#### [TASK DESCRIPTION]
Determine how many lines in the entries below include the word "ParameterSchema", and reply with that number alone.

#### [DATA FOR REVIEW]
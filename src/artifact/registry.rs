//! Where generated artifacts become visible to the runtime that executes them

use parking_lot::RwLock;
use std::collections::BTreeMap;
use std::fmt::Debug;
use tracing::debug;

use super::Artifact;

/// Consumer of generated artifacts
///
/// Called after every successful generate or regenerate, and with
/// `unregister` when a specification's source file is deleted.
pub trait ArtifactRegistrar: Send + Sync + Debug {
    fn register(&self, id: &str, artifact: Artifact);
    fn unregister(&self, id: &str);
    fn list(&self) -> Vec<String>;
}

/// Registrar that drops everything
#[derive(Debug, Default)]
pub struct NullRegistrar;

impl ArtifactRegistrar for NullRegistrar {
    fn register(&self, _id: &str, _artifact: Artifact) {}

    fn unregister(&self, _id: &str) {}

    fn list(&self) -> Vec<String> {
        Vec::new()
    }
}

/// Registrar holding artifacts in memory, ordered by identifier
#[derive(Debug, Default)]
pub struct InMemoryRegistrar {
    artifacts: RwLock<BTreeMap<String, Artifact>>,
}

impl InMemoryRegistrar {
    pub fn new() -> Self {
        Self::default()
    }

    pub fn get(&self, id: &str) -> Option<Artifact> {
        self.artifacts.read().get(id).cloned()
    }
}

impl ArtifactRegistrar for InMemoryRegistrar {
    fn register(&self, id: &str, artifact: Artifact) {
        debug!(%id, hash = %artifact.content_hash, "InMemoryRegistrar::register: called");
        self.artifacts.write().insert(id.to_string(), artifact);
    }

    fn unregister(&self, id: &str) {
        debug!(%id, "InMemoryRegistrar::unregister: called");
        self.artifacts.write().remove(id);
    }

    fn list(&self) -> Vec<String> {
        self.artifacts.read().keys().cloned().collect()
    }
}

--

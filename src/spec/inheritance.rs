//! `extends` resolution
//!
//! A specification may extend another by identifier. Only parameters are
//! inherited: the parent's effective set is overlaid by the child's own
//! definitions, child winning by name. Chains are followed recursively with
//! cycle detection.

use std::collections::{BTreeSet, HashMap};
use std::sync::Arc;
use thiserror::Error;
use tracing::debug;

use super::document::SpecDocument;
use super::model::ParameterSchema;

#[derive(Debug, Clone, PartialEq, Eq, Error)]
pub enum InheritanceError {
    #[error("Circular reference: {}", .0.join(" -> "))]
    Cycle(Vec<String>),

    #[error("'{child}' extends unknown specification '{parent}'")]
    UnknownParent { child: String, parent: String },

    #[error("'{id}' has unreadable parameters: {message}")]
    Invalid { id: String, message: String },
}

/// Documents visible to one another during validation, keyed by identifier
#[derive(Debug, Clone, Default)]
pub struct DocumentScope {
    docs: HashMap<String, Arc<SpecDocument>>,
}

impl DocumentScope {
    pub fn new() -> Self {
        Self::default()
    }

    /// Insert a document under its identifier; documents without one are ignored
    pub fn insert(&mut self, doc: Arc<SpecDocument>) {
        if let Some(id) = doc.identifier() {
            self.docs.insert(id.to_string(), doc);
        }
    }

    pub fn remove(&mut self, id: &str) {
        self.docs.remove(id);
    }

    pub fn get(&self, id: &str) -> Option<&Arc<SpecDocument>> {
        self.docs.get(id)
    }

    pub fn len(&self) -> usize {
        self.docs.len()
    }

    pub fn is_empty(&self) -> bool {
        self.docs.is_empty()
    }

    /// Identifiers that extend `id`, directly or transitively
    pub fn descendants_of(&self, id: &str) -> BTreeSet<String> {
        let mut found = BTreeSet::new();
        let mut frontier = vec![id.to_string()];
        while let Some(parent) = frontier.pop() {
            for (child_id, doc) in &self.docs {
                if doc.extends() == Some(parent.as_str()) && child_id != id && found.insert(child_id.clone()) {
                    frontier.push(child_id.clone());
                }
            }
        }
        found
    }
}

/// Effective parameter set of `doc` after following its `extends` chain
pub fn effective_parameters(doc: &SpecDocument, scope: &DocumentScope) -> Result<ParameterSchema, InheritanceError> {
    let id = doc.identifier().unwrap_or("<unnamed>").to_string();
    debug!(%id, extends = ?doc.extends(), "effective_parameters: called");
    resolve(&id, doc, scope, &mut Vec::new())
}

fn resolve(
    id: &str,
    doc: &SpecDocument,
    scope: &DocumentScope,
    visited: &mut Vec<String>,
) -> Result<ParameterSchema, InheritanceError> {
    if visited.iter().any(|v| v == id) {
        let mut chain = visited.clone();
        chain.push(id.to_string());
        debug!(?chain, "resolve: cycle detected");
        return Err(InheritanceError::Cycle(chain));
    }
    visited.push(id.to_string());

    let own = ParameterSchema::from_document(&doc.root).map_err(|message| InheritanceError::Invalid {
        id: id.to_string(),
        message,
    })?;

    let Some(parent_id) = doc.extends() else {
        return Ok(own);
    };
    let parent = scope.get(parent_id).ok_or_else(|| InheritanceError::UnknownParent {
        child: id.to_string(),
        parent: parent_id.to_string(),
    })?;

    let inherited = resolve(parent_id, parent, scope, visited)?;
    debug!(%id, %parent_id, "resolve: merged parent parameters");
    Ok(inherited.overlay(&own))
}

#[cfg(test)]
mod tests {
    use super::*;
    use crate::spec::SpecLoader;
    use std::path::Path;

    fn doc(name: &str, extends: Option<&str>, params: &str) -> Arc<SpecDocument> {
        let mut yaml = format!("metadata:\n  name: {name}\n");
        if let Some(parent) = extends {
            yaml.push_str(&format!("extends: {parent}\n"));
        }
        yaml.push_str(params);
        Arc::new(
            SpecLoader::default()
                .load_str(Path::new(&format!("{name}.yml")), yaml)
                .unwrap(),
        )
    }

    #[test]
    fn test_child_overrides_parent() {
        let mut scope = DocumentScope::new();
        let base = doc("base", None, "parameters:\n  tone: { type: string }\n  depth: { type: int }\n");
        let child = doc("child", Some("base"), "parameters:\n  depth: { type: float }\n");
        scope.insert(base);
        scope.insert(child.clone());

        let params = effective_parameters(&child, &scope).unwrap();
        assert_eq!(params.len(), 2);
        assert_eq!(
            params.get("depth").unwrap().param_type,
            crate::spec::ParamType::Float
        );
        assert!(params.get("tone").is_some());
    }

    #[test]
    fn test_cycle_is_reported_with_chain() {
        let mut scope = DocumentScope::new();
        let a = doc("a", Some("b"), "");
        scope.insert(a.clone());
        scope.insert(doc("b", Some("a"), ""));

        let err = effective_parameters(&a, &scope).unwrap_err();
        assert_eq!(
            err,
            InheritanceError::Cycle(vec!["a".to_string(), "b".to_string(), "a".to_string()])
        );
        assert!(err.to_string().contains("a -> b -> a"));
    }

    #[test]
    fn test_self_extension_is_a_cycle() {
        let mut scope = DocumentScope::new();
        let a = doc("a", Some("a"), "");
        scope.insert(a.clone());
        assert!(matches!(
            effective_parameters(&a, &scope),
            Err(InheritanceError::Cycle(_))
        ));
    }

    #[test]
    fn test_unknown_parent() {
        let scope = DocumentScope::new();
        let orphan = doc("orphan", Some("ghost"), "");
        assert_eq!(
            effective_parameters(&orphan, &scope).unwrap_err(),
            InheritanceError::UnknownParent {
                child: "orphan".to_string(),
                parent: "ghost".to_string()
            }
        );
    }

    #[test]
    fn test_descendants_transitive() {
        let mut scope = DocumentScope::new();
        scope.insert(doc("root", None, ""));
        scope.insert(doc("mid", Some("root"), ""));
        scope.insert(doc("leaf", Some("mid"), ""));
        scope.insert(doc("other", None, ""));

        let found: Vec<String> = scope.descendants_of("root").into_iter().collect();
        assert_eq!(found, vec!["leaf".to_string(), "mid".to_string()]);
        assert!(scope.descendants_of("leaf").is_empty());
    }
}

#### [RESPONSE TO THIS EXERCISE]
4